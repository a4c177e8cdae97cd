//! In-memory definition source

use std::collections::HashMap;
use std::sync::atomic::{AtomicU64, Ordering};
use std::sync::{Mutex, RwLock};

use crate::definition::{Definition, DefinitionMap};
use crate::error::{DefsError, Result};
use crate::key::CustomizationKey;

use super::DefinitionSource;

/// Definitions of one key and the revision of their last change
#[derive(Debug, Default)]
struct KeyEntry {
    definitions: DefinitionMap,
    revision: u64,
}

/// Definitions held in memory, per key
///
/// Every mutation stamps the key it touched with a fresh revision. The
/// source reports a change while any key it loaded has been stamped since.
#[derive(Debug)]
pub struct InMemorySource<K: CustomizationKey> {
    id: String,
    entries: RwLock<HashMap<K, KeyEntry>>,
    next_revision: AtomicU64,
    /// Revision of each key at its last load
    loaded: Mutex<HashMap<K, u64>>,
}

impl<K: CustomizationKey> InMemorySource<K> {
    /// Create an empty source
    pub fn new(id: impl Into<String>) -> Self {
        Self {
            id: id.into(),
            entries: RwLock::new(HashMap::new()),
            next_revision: AtomicU64::new(1),
            loaded: Mutex::new(HashMap::new()),
        }
    }

    /// Add or replace one definition for `key`
    ///
    /// Unnamed definitions are ignored; a source can only contribute named ones.
    pub fn insert(&self, key: K, definition: Definition) {
        let Some(name) = definition.name.clone() else {
            return;
        };
        self.modify(key, |definitions| {
            definitions.insert(name, definition);
        });
    }

    /// Replace every definition for `key`
    pub fn set(&self, key: K, definitions: impl IntoIterator<Item = Definition>) {
        let map: DefinitionMap = definitions
            .into_iter()
            .filter_map(|d| d.name.clone().map(|name| (name, d)))
            .collect();
        self.modify(key, |definitions| *definitions = map);
    }

    /// Drop every definition for `key`
    pub fn remove_key(&self, key: &K) {
        self.modify(key.clone(), DefinitionMap::clear);
    }

    /// Total definitions across all keys
    pub fn len(&self) -> usize {
        self.entries
            .read()
            .map(|e| e.values().map(|entry| entry.definitions.len()).sum())
            .unwrap_or(0)
    }

    pub fn is_empty(&self) -> bool {
        self.len() == 0
    }

    fn modify(&self, key: K, change: impl FnOnce(&mut DefinitionMap)) {
        if let Ok(mut entries) = self.entries.write() {
            let entry = entries.entry(key).or_default();
            change(&mut entry.definitions);
            entry.revision = self.next_revision.fetch_add(1, Ordering::SeqCst);
        }
    }
}

impl<K: CustomizationKey> DefinitionSource<K> for InMemorySource<K> {
    fn id(&self) -> &str {
        &self.id
    }

    fn load(&self, key: &K) -> Result<DefinitionMap> {
        let entries = self.entries.read().map_err(|_| DefsError::LockPoisoned)?;
        let (definitions, revision) = match entries.get(key) {
            Some(entry) => (entry.definitions.clone(), entry.revision),
            None => (DefinitionMap::new(), 0),
        };
        self.loaded
            .lock()
            .map_err(|_| DefsError::LockPoisoned)?
            .insert(key.clone(), revision);
        Ok(definitions)
    }

    fn has_changed(&self) -> bool {
        let (Ok(entries), Ok(loaded)) = (self.entries.read(), self.loaded.lock()) else {
            return false;
        };
        loaded.iter().any(|(key, seen)| {
            entries.get(key).map(|entry| entry.revision).unwrap_or(0) != *seen
        })
    }

    fn forget_loaded(&self) {
        if let Ok(mut loaded) = self.loaded.lock() {
            loaded.clear();
        }
    }
}

#[cfg(test)]
mod tests {
    use super::*;
    use crate::key::Locale;

    #[test]
    fn test_load_per_key() {
        let source = InMemorySource::new("test");
        source.insert(Locale::root(), Definition::new("a"));
        source.insert("en".parse().unwrap(), Definition::new("b"));

        let root = source.load(&Locale::root()).unwrap();
        assert!(root.contains_key("a"));
        assert!(!root.contains_key("b"));

        let missing = source.load(&"de".parse().unwrap()).unwrap();
        assert!(missing.is_empty());
        assert_eq!(source.len(), 2);
    }

    #[test]
    fn test_change_tracking() {
        let source = InMemorySource::new("test");
        source.insert(Locale::root(), Definition::new("a"));
        source.load(&Locale::root()).unwrap();
        assert!(!source.has_changed());

        source.set(Locale::root(), vec![Definition::new("a").with_template("/new.jsp")]);
        assert!(source.has_changed());

        source.load(&Locale::root()).unwrap();
        assert!(!source.has_changed());
    }

    #[test]
    fn test_loading_another_key_keeps_pending_change() {
        let source = InMemorySource::new("test");
        source.insert(Locale::root(), Definition::new("a"));
        source.load(&Locale::root()).unwrap();

        source.insert(Locale::root(), Definition::new("a").with_template("/new.jsp"));
        source.load(&"de".parse().unwrap()).unwrap();
        assert!(source.has_changed());
    }

    #[test]
    fn test_changes_to_unloaded_keys_are_ignored() {
        let source: InMemorySource<Locale> = InMemorySource::new("test");
        source.load(&Locale::root()).unwrap();

        source.insert("fr".parse().unwrap(), Definition::new("a"));
        assert!(!source.has_changed());

        source.insert(Locale::root(), Definition::new("a"));
        assert!(source.has_changed());
    }

    #[test]
    fn test_removed_key_counts_as_change() {
        let source = InMemorySource::new("test");
        source.insert(Locale::root(), Definition::new("a"));
        source.load(&Locale::root()).unwrap();

        source.remove_key(&Locale::root());
        assert!(source.has_changed());
        assert!(source.load(&Locale::root()).unwrap().is_empty());
    }

    #[test]
    fn test_forget_loaded_clears_pending_changes() {
        let source: InMemorySource<Locale> = InMemorySource::new("test");
        source.load(&Locale::root()).unwrap();
        source.insert(Locale::root(), Definition::new("a"));
        assert!(source.has_changed());

        source.forget_loaded();
        assert!(!source.has_changed());
    }

    #[test]
    fn test_unnamed_definitions_are_skipped() {
        let source: InMemorySource<()> = InMemorySource::new("test");
        source.insert((), Definition::anonymous());
        assert!(source.is_empty());
    }
}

◆ TASK DIRECTIONS
The first line of the records and every line down to the line with "use crate::key::CustomizationKey;" must be quoted exactly; leave out all else.

◆ EXERCISE ANSWER
repository a4c177e8cdae97cd
//! In-memory definition source

use std::collections::HashMap;
use std::sync::atomic::{AtomicU64, Ordering};
use std::sync::{Mutex, RwLock};

use crate::definition::{Definition, DefinitionMap};
use crate::error::{DefsError, Result};
use crate::key::CustomizationKey;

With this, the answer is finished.